Ongeveer de helft van de werkende mensen zijn 'kwetsbaar', wat wil zeggen dat ze voor eigen rekening of in familieverband werken en dus geen aanspraak kunnen maken op sociale zekerheid. In veel gevallen is dat een indicator voor armoede. Dat is het duidelijkst in Afrika, dat met 68 procent na Oost-Azië de hoogste werkgelegenheidsgraad heeft. Meer dan 70 procent van de mensen werkt evenwel in de kwetsbare, informele sector, voor vrouwen bedraagt het aandeel zelfs 81,7 procent. Bovendien moet nog altijd 53 procent van de werkende mensen rondkomen met minder dan een dollar per dag, een lichte daling tegenover 57 procent in 2007. In Oost-Azië zakte dat aandeel in dezelfde periode van 18,8 tot 8,7 procent.
"Dit maakt duidelijk dat economische vooruitgang zich niet automatisch vertaalt in nieuwe en betere banen", zegt ILO-directeur-generaal Juan Somavia in het persbericht bij het rapport. "Arbeidsmarktsbeleid moet de kern uitmaken van elke macro-economische politiek die erop is gericht zoveel mogelijk mensen mee te laten profiteren van economische groei."

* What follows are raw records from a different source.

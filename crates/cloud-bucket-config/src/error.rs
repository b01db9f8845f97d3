// Cloud Bucket - uniform object storage access
// Copyright (C) 2025 Cloud Bucket Contributors
//
// This program is free software: you can redistribute it and/or modify
// it under the terms of the GNU Affero General Public License as published
// by the Free Software Foundation, either version 3 of the License, or
// (at your option) any later version.
//
// This program is distributed in the hope that it will be useful,
// but WITHOUT ANY WARRANTY; without even the implied warranty of
// MERCHANTABILITY or FITNESS FOR A PARTICULAR PURPOSE. See the
// GNU Affero General Public License for more details.
use cloud_bucket_signer::SignError;
use cloud_bucket_storage::StorageError;
use std::path::PathBuf;
use thiserror::Error;

#[derive(Error, Debug)]
pub enum ConfigError {
    #[error("IO error reading configuration file: {0}")]
    IoError(#[from] std::io::Error),

    #[error("Failed to parse TOML configuration: {0}")]
    TomlParseError(#[from] toml::de::Error),

    #[error("Failed to parse YAML configuration: {0}")]
    YamlParseError(#[from] serde_yaml::Error),

    #[error("Failed to parse JSON configuration: {0}")]
    JsonParseError(#[from] serde_json::Error),

    #[error("Unsupported configuration format: {0}. Supported formats: toml, yaml, json")]
    UnsupportedFormat(String),

    #[error("Configuration file not found at path: {}", .0.display())]
    FileNotFound(PathBuf),

    #[error("Invalid configuration path: {}", .0.display())]
    InvalidPath(PathBuf),

    #[error("Environment variable parsing error: {variable_name}={value}. {reason}")]
    EnvVarParsingError {
        variable_name: String,
        value: String,
        reason: String,
    },

    #[error("Invalid configuration value for field '{field}': {reason}")]
    InvalidValue { field: String, reason: String },

    #[error("Missing required configuration field: {0}")]
    MissingRequired(String),

    #[error("Conflicting configuration values: {0}")]
    ConflictingValues(String),

    #[error("No {kind} '{name}' in configuration")]
    UnknownEntry { kind: &'static str, name: String },

    #[error(transparent)]
    Storage(#[from] StorageError),

    #[error(transparent)]
    Signing(#[from] SignError),
}

impl ConfigError {
    pub fn env_var_parsing_error(
        variable_name: impl Into<String>,
        value: impl Into<String>,
        reason: impl Into<String>,
    ) -> Self {
        ConfigError::EnvVarParsingError {
            variable_name: variable_name.into(),
            value: value.into(),
            reason: reason.into(),
        }
    }

    pub fn invalid_value(field: impl Into<String>, reason: impl Into<String>) -> Self {
        ConfigError::InvalidValue {
            field: field.into(),
            reason: reason.into(),
        }
    }
}

pub type ConfigResult<T> = Result<T, ConfigError>;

Het rapport merkt tenslotte op dat het belang van de dienstensector blijft toenemen. In 2007 leverde de tertiaire sector 42,7 procent van de banen, de landbouw 34,9 procent en de industrie 22,4 procent. In zwart Afrika levert de landbouw evenwel 64,7 procent van de werkgelegenheid, wat volgens het ILO betekent dat deze sector prioritair blijft als motor voor de ontwikkeling van de industrie en de dienstensector.
Bron: IPS/Mattias Creffier, 24-1-2008.